Ячевский лег на кровать, закрыл глаза и сказал:
— Я раньше был очень разговорчив и сообщителен, а теперь выветрился.
— Почему? — рассеянно спросил Кислицын.
— А так. Жизнь. Сухая молодость и три года в снегах — прохладное состояние души.
— Слушайте, — после небольшого молчания таинственно заговорил Кислицын, — вот вам обоим задача. Дня четыре тому назад мне нечто приснилось, не помню — что, и я проснулся среди ночи в страшном волнении. Это я потому рассказываю, что ко мне сейчас, в темноте, вернулось то настроение. Было темно, вот так же, как теперь, я долго искал свечу, а когда нашел, то сон этот, — как мне показалось спросонок, заключавший в себе что-то лихорадочно важное, — пропал из памяти; осталось бесформенное ощущение, которому я никак не могу подыскать названия; оно, если можно так выразиться — среднее между белым и черным, но не серое, и чрезвычайно щемящее… На другой день, неизвестно почему, только уж наверное в связи с этим, стали в голове рядом три слова: «тоска, зверь, белое». Они нет-нет вспомнятся мне, и тогда кажется, что если обратно уяснить связь этих слов — я, понимаете, буду как бы иметь ключ к собственной душе.
Он замолчал, потом рассмеялся и стал курить.
— Это мистика, — наставительно произнес Гангулин, — а ты — тоскующий белый медведь!
Кислицын снова рассмеялся грудным детским смехом.
— Нет, правда, что же это может быть, — сказал он, — «тоска, зверь, белое»?
— Бывает, — тихо заметил Ячевский, — еще и не то в тишине. Бывает иногда… — Он смолк и быстро закончил: — Этим выражается настроение. А твои три слова, как умею, переведу.
— Ну, — сказал Гангулин, — только не страшное.

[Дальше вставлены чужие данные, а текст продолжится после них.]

use dex_cache::{
    CacheConfig, DexCache, Timeframe,
    stream::{
        service::StreamService,
        websocket::{WebSocketConfig, WebSocketSource},
    },
};
use std::{sync::Arc, time::Duration};
use tokio::time::interval;
use tracing::{error, info, warn};

/// Leaderboard size logged on every report tick.
const REPORT_TOP_N: usize = 5;

#[tokio::main]
async fn main() -> Result<(), Box<dyn std::error::Error>> {
    // Initialize logging
    init_logging();

    info!("Starting dex-cache feed");

    // Cache thresholds from DEX_CACHE_* env vars
    let config = CacheConfig::from_env()?;
    info!(?config, "cache configuration");
    let cache = Arc::new(DexCache::try_new(config)?);

    // Optional CSV preload via DEX_FEED_CSV
    if let Ok(path) = std::env::var("DEX_FEED_CSV") {
        match std::fs::File::open(&path) {
            Ok(file) => {
                let report = cache.bulk_load(file)?;
                info!(
                    %path,
                    pairs_added = report.pairs_added,
                    rows_rejected = report.rows_rejected,
                    "preloaded pairs"
                );
            }
            Err(e) => error!(%path, "Failed to open pairs CSV: {}", e),
        }
    }

    // Configurable via DEX_FEED_URL env var (default: ws://127.0.0.1:9001)
    let url = std::env::var("DEX_FEED_URL").unwrap_or_else(|_| "ws://127.0.0.1:9001".to_string());

    // Configurable via DEX_FEED_REPORT_SECS env var (default: 30)
    let report_secs = std::env::var("DEX_FEED_REPORT_SECS")
        .ok()
        .and_then(|s| s.parse().ok())
        .filter(|secs: &u64| *secs > 0)
        .unwrap_or(30);

    let source = WebSocketSource::connect(WebSocketConfig::new(url));
    let service = StreamService::new(Arc::clone(&cache), source);
    let status = service.start().await?;
    info!(?status, "feed attached");

    let mut report = interval(Duration::from_secs(report_secs));
    loop {
        tokio::select! {
            _ = report.tick() => log_report(&cache, &service).await,
            result = tokio::signal::ctrl_c() => {
                if let Err(e) = result {
                    warn!("Failed to listen for shutdown signal: {}", e);
                }
                break;
            }
        }
    }

    let status = service.stop().await;
    info!(
        events_applied = status.events_applied,
        events_rejected = status.events_rejected,
        "feed stopped"
    );

    Ok(())
}

async fn log_report(cache: &DexCache, service: &StreamService) {
    let stats = cache.stats();
    let status = service.status().await;
    info!(
        pairs = stats.total_pairs,
        tokens = stats.tokens,
        candles = stats.total_candles_stored,
        stale = stats.stale_ingests,
        applied = status.events_applied,
        rejected = status.events_rejected,
        last_ingest = ?stats.last_ingest_timestamp,
        "cache stats"
    );

    if let Ok(top) = cache.top_pairs_by_volume(REPORT_TOP_N) {
        for (rank, snapshot) in top.iter().enumerate() {
            info!(
                rank = rank + 1,
                pair = %snapshot.pair_address,
                volume_24h_usd = ?snapshot.volume_24h_usd,
                "top volume"
            );
        }
    }

    if let Ok(gainers) = cache.top_gainers(REPORT_TOP_N, Timeframe::OneHour) {
        for gainer in gainers {
            info!(pair = %gainer.pair_address, change_1h = gainer.change, "top gainer");
        }
    }

    for spike in cache.detect_volume_spikes().into_iter().take(REPORT_TOP_N) {
        warn!(
            pair = %spike.pair_address,
            ratio = spike.spike_ratio,
            current_volume = spike.current_volume,
            baseline_volume = spike.baseline_volume,
            "volume spike"
        );
    }
}

fn init_logging() {
    let filter = tracing_subscriber::EnvFilter::try_from_default_env()
        .unwrap_or_else(|_| tracing_subscriber::EnvFilter::new("info"));

    // DEX_FEED_LOG_JSON=1 switches to one JSON object per line
    if std::env::var("DEX_FEED_LOG_JSON").is_ok_and(|v| v == "1") {
        tracing_subscriber::fmt().json().with_env_filter(filter).init();
    } else {
        tracing_subscriber::fmt().with_env_filter(filter).init();
    }
}
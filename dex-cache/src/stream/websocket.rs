use crate::stream::{IngestSource, event::IngestEvent};
use async_trait::async_trait;
use futures::{Sink, SinkExt, Stream, StreamExt};
use std::time::Duration;
use tokio::{sync::mpsc, task::JoinHandle};
use tokio_tungstenite::{
    connect_async,
    tungstenite::{Error as WsError, Message},
};
use tracing::{debug, error, info, warn};

/// WebSocket feed configuration
#[derive(Debug, Clone, PartialEq, Eq)]
pub struct WebSocketConfig {
    /// Feed URL
    pub url: String,
    /// Ping interval to keep the connection alive
    pub ping_interval: Duration,
    /// Delay before reconnecting after a disconnect
    pub reconnect_delay: Duration,
    /// Events buffered between the socket task and the consumer
    pub channel_buffer_size: usize,
}

impl Default for WebSocketConfig {
    fn default() -> Self {
        Self {
            url: "ws://127.0.0.1:9001".to_string(),
            ping_interval: Duration::from_secs(30),
            reconnect_delay: Duration::from_secs(2),
            channel_buffer_size: 1000,
        }
    }
}

impl WebSocketConfig {
    pub fn new(url: impl Into<String>) -> Self {
        Self {
            url: url.into(),
            ..Default::default()
        }
    }
}

/// [`IngestSource`] reading JSON [`IngestEvent`] text frames from a WebSocket feed, reconnecting
/// forever until dropped.
#[derive(Debug)]
pub struct WebSocketSource {
    rx: mpsc::Receiver<IngestEvent>,
    task: JoinHandle<()>,
}

impl WebSocketSource {
    /// Spawn the connection task. Must be called from within a tokio runtime.
    pub fn connect(config: WebSocketConfig) -> Self {
        let (tx, rx) = mpsc::channel(config.channel_buffer_size.max(1));
        let task = tokio::spawn(run_websocket_loop(config, tx));
        Self { rx, task }
    }
}

impl Drop for WebSocketSource {
    fn drop(&mut self) {
        self.task.abort();
    }
}

#[async_trait]
impl IngestSource for WebSocketSource {
    async fn next_event(&mut self) -> Option<IngestEvent> {
        self.rx.recv().await
    }
}

/// Parse one text frame. Control frames such as `{"type":"welcome"}` yield `None`.
fn parse_frame(text: &str) -> Option<IngestEvent> {
    match serde_json::from_str::<IngestEvent>(text) {
        Ok(event) => Some(event),
        Err(e) => {
            let frame_type = serde_json::from_str::<serde_json::Value>(text)
                .ok()
                .and_then(|value| value.get("type")?.as_str().map(str::to_owned));

            match frame_type.as_deref() {
                Some("welcome") | Some("heartbeat") => debug!("Received control frame"),
                _ => {
                    error!("Failed to parse message: {}", e);
                    debug!("Raw message: {}", text);
                }
            }
            None
        }
    }
}

/// Why a connected session ended.
#[derive(Debug, Clone, Copy, PartialEq, Eq)]
enum SessionEnd {
    /// Socket closed or errored, reconnect.
    Disconnected,
    /// Nobody is listening for events any more.
    ConsumerGone,
}

/// Connect, pump frames into `event_tx`, and reconnect after `reconnect_delay` until the consumer
/// goes away.
async fn run_websocket_loop(config: WebSocketConfig, event_tx: mpsc::Sender<IngestEvent>) {
    info!(url = %config.url, "Starting WebSocket feed");

    let mut attempt: u64 = 0;
    loop {
        attempt += 1;
        match connect_async(&config.url).await {
            Ok((ws_stream, _)) => {
                info!(url = %config.url, attempt, "Connected to WebSocket feed");
                attempt = 0;

                if read_session(ws_stream, config.ping_interval, &event_tx).await
                    == SessionEnd::ConsumerGone
                {
                    warn!("Event receiver dropped, stopping feed");
                    return;
                }
                warn!(url = %config.url, "Feed disconnected");
            }
            Err(e) => {
                error!(url = %config.url, attempt, "Failed to connect: {}", e);
            }
        }

        if event_tx.is_closed() {
            return;
        }
        debug!(delay = ?config.reconnect_delay, "Reconnecting");
        tokio::time::sleep(config.reconnect_delay).await;
    }
}

async fn read_session<S>(
    mut ws: S,
    ping_interval: Duration,
    event_tx: &mpsc::Sender<IngestEvent>,
) -> SessionEnd
where
    S: Stream<Item = Result<Message, WsError>> + Sink<Message> + Unpin,
{
    let mut keep_alive = tokio::time::interval(ping_interval.max(Duration::from_millis(1)));
    // First tick completes immediately
    keep_alive.tick().await;

    loop {
        tokio::select! {
            frame = ws.next() => match frame {
                Some(Ok(Message::Text(text))) => {
                    if let Some(event) = parse_frame(&text) {
                        if event_tx.send(event).await.is_err() {
                            return SessionEnd::ConsumerGone;
                        }
                    }
                }
                Some(Ok(Message::Close(frame))) => {
                    info!(?frame, "Feed closed connection");
                    return SessionEnd::Disconnected;
                }
                Some(Ok(_)) => {}
                Some(Err(e)) => {
                    error!("WebSocket error: {}", e);
                    return SessionEnd::Disconnected;
                }
                None => return SessionEnd::Disconnected,
            },
            _ = keep_alive.tick() => {
                if ws.send(Message::Ping(Vec::new().into())).await.is_err() {
                    debug!("Ping failed, dropping connection");
                    return SessionEnd::Disconnected;
                }
            }
            _ = event_tx.closed() => return SessionEnd::ConsumerGone,
        }
    }
}

#[cfg(test)]
mod tests {
    use super::*;

    #[test]
    fn test_config_new_keeps_defaults() {
        let config = WebSocketConfig::new("ws://localhost:8080");
        let defaults = WebSocketConfig::default();

        assert_eq!(config.url, "ws://localhost:8080");
        assert_eq!(config.ping_interval, defaults.ping_interval);
        assert_eq!(config.reconnect_delay, defaults.reconnect_delay);
        assert_eq!(config.channel_buffer_size, defaults.channel_buffer_size);
    }

    #[test]
    fn test_parse_frame() {
        struct TestCase {
            input: &'static str,
            expected: Option<&'static str>,
        }

        let tests = vec![
            TestCase {
                // TC0: snapshot event
                input: r#"{"type":"snapshot","pair_address":"0xAB","price_usd":1.0,"volume_24h_usd":2.0,"liquidity_usd":3.0,"timestamp":"2024-01-01T00:00:00Z"}"#,
                expected: Some("0xab"),
            },
            TestCase {
                // TC1: welcome frame is skipped
                input: r#"{"type":"welcome","version":1}"#,
                expected: None,
            },
            TestCase {
                // TC2: garbage is skipped
                input: "not json",
                expected: None,
            },
        ];

        for (index, test) in tests.into_iter().enumerate() {
            let actual = parse_frame(test.input);
            assert_eq!(
                actual.as_ref().map(|event| event.pair_address().as_str()),
                test.expected,
                "TC{} failed",
                index
            );
        }
    }

    #[tokio::test]
    async fn test_unreachable_feed_yields_nothing() {
        let config = WebSocketConfig {
            reconnect_delay: Duration::from_millis(10),
            ..WebSocketConfig::new("ws://127.0.0.1:1")
        };
        let mut source = WebSocketSource::connect(config);

        let next = tokio::time::timeout(Duration::from_millis(50), source.next_event()).await;
        assert!(next.is_err());
    }
}
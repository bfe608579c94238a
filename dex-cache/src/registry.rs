//! Canonical set of known pairs and tokens.

use crate::{
    error::CacheError,
    model::{Address, Pair, Token},
};
use fnv::FnvHashMap;
use indexmap::IndexMap;
use parking_lot::RwLock;
use std::sync::Arc;
use tracing::debug;

/// Outcome of [`PairRegistry::add_pair`].
#[derive(Debug, Clone)]
pub struct AddPair {
    pub is_new: bool,
    pub pair: Arc<Pair>,
}

#[derive(Debug, Default)]
struct RegistryState {
    /// Pairs in insertion order.
    pairs: IndexMap<Address, Arc<Pair>>,
    tokens: FnvHashMap<Address, Token>,
    /// Token address -> pairs trading it, in insertion order.
    token_pairs: FnvHashMap<Address, Vec<Address>>,
}

impl RegistryState {
    /// Return the canonical token for this address, recording it on first sighting.
    fn canonical_token(&mut self, token: Token) -> Token {
        match self.tokens.get(&token.address) {
            Some(known) => {
                if known.symbol != token.symbol || known.decimals != token.decimals {
                    debug!(
                        token = %token.address,
                        known_symbol = %known.symbol,
                        seen_symbol = %token.symbol,
                        "ignoring conflicting token metadata"
                    );
                }
                known.clone()
            }
            None => {
                self.tokens.insert(token.address.clone(), token.clone());
                token
            }
        }
    }
}

/// Owns every [`Pair`] and [`Token`] the cache has seen. Entries live for the process lifetime.
#[derive(Debug, Default)]
pub struct PairRegistry {
    state: RwLock<RegistryState>,
}

impl PairRegistry {
    pub fn new() -> Self {
        Self::default()
    }

    /// Register a pair. Re-adding a known address is a no-op reporting `is_new = false`.
    pub fn add_pair(&self, pair: Pair) -> AddPair {
        let mut state = self.state.write();

        if let Some(existing) = state.pairs.get(&pair.address) {
            return AddPair {
                is_new: false,
                pair: Arc::clone(existing),
            };
        }

        let token0 = state.canonical_token(pair.token0);
        let token1 = state.canonical_token(pair.token1);
        let pair = Arc::new(Pair {
            token0,
            token1,
            ..pair
        });

        for token in [&pair.token0.address, &pair.token1.address] {
            let entry = state.token_pairs.entry(token.clone()).or_default();
            if !entry.contains(&pair.address) {
                entry.push(pair.address.clone());
            }
        }
        state.pairs.insert(pair.address.clone(), Arc::clone(&pair));

        AddPair { is_new: true, pair }
    }

    pub fn get_pair(&self, address: &Address) -> Option<Arc<Pair>> {
        self.state.read().pairs.get(address).cloned()
    }

    pub fn contains(&self, address: &Address) -> bool {
        self.state.read().pairs.contains_key(address)
    }

    /// Snapshot of every pair in insertion order.
    pub fn all_pairs(&self) -> Vec<Arc<Pair>> {
        self.state.read().pairs.values().cloned().collect()
    }

    /// Pairs where either side trades `token`, in insertion order.
    pub fn pairs_for_token(&self, token: &Address) -> Result<Vec<Arc<Pair>>, CacheError> {
        let state = self.state.read();
        let addresses = state
            .token_pairs
            .get(token)
            .ok_or_else(|| CacheError::token_not_found(token.as_str()))?;

        Ok(addresses
            .iter()
            .filter_map(|address| state.pairs.get(address).cloned())
            .collect())
    }

    pub fn token(&self, address: &Address) -> Option<Token> {
        self.state.read().tokens.get(address).cloned()
    }

    pub fn tokens(&self) -> Vec<Token> {
        self.state.read().tokens.values().cloned().collect()
    }

    /// Explicitly overwrite a known token's symbol/decimals, propagating to every pair trading it.
    pub fn correct_token(&self, token: Token) -> Result<(), CacheError> {
        let mut state = self.state.write();
        if !state.tokens.contains_key(&token.address) {
            return Err(CacheError::token_not_found(token.address.as_str()));
        }

        let affected = state
            .token_pairs
            .get(&token.address)
            .cloned()
            .unwrap_or_default();

        for address in affected {
            if let Some(pair) = state.pairs.get_mut(&address) {
                let mut corrected = Pair::clone(pair);
                if corrected.token0.address == token.address {
                    corrected.token0 = token.clone();
                }
                if corrected.token1.address == token.address {
                    corrected.token1 = token.clone();
                }
                *pair = Arc::new(corrected);
            }
        }

        debug!(token = %token.address, symbol = %token.symbol, "token metadata corrected");
        state.tokens.insert(token.address.clone(), token);
        Ok(())
    }

    pub fn len(&self) -> usize {
        self.state.read().pairs.len()
    }

    pub fn is_empty(&self) -> bool {
        self.len() == 0
    }

    pub fn token_count(&self) -> usize {
        self.state.read().tokens.len()
    }
}

#[cfg(test)]
pub(crate) mod tests {
    use super::*;
    use chrono::{DateTime, Utc};

    pub(crate) fn token(address: &str, symbol: &str) -> Token {
        Token {
            address: Address::parse(address).unwrap(),
            symbol: symbol.to_string(),
            decimals: 18,
        }
    }

    pub(crate) fn pair(address: &str, token0: Token, token1: Token) -> Pair {
        Pair {
            address: Address::parse(address).unwrap(),
            token0,
            token1,
            dex_name: "uniswap_v2".to_string(),
            created_at: DateTime::<Utc>::from_timestamp(1_700_000_000, 0).unwrap(),
        }
    }

    #[test]
    fn test_add_pair_is_idempotent() {
        let registry = PairRegistry::new();
        let weth = token("0xweth", "WETH");
        let usdc = token("0xusdc", "USDC");

        let first = registry.add_pair(pair("0xp1", weth.clone(), usdc.clone()));
        let second = registry.add_pair(pair("0xP1", weth, usdc));

        assert!(first.is_new);
        assert!(!second.is_new);
        assert_eq!(registry.len(), 1);
    }

    #[test]
    fn test_all_pairs_insertion_order() {
        let registry = PairRegistry::new();
        let a = token("0xa", "A");
        let b = token("0xb", "B");
        let c = token("0xc", "C");

        registry.add_pair(pair("0xp3", a.clone(), b.clone()));
        registry.add_pair(pair("0xp1", b.clone(), c.clone()));
        registry.add_pair(pair("0xp2", a.clone(), c.clone()));

        let order: Vec<_> = registry
            .all_pairs()
            .iter()
            .map(|pair| pair.address.to_string())
            .collect();
        assert_eq!(order, vec!["0xp3", "0xp1", "0xp2"]);
    }

    #[test]
    fn test_pairs_for_token() {
        let registry = PairRegistry::new();
        let weth = token("0xweth", "WETH");
        let usdc = token("0xusdc", "USDC");
        let pepe = token("0xpepe", "PEPE");

        registry.add_pair(pair("0xp1", weth.clone(), usdc.clone()));
        registry.add_pair(pair("0xp2", pepe.clone(), weth.clone()));

        struct TestCase {
            input: &'static str,
            expected: Result<Vec<&'static str>, ()>,
        }

        let tests = vec![
            TestCase {
                // TC0: token on both sides of different pairs
                input: "0xweth",
                expected: Ok(vec!["0xp1", "0xp2"]),
            },
            TestCase {
                // TC1: token matched case-insensitively after normalisation
                input: "0xPEPE",
                expected: Ok(vec!["0xp2"]),
            },
            TestCase {
                // TC2: unknown token is not found
                input: "0xnope",
                expected: Err(()),
            },
        ];

        for (index, test) in tests.into_iter().enumerate() {
            let address = Address::parse(test.input).unwrap();
            match (registry.pairs_for_token(&address), test.expected) {
                (Ok(actual), Ok(expected)) => {
                    let actual: Vec<_> = actual.iter().map(|p| p.address.to_string()).collect();
                    assert_eq!(actual, expected, "TC{} failed", index);
                }
                (Err(CacheError::NotFound { .. }), Err(())) => {}
                (actual, expected) => {
                    panic!(
                        "TC{index} failed because actual != expected. \nActual: {actual:?}\nExpected: {expected:?}\n"
                    );
                }
            }
        }
    }

    #[test]
    fn test_first_token_sighting_wins() {
        let registry = PairRegistry::new();
        registry.add_pair(pair("0xp1", token("0xt", "REAL"), token("0xu", "USDC")));
        let added = registry.add_pair(pair("0xp2", token("0xt", "FAKE"), token("0xu", "USDC")));

        assert_eq!(added.pair.token0.symbol, "REAL");
        assert_eq!(
            registry
                .token(&Address::parse("0xt").unwrap())
                .unwrap()
                .symbol,
            "REAL"
        );
    }

    #[test]
    fn test_correct_token_updates_pairs() {
        let registry = PairRegistry::new();
        registry.add_pair(pair("0xp1", token("0xt", "OLD"), token("0xu", "USDC")));

        let mut corrected = token("0xt", "NEW");
        corrected.decimals = 9;
        registry.correct_token(corrected).unwrap();

        let pair = registry.get_pair(&Address::parse("0xp1").unwrap()).unwrap();
        assert_eq!(pair.token0.symbol, "NEW");
        assert_eq!(pair.token0.decimals, 9);

        assert!(registry.correct_token(token("0xzz", "ZZ")).is_err());
    }
}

— Вот что, — Ячевский приподнялся на локте, и в воздушной месячной полосе блеснули его глаза. — В ослепительно-белом кругу меловых скал бродит небольшой, нервный зверь-хищник. Не знаю только, какой породы. Небо черно, луна светит; зверь беспомощно мечется от скалы к скале, ища выхода, припадает к земле, крадется в тени, бьет хвостом, воет и прыгает высоко в воздухе, а иногда станет, как человек. Положение его безвыходное.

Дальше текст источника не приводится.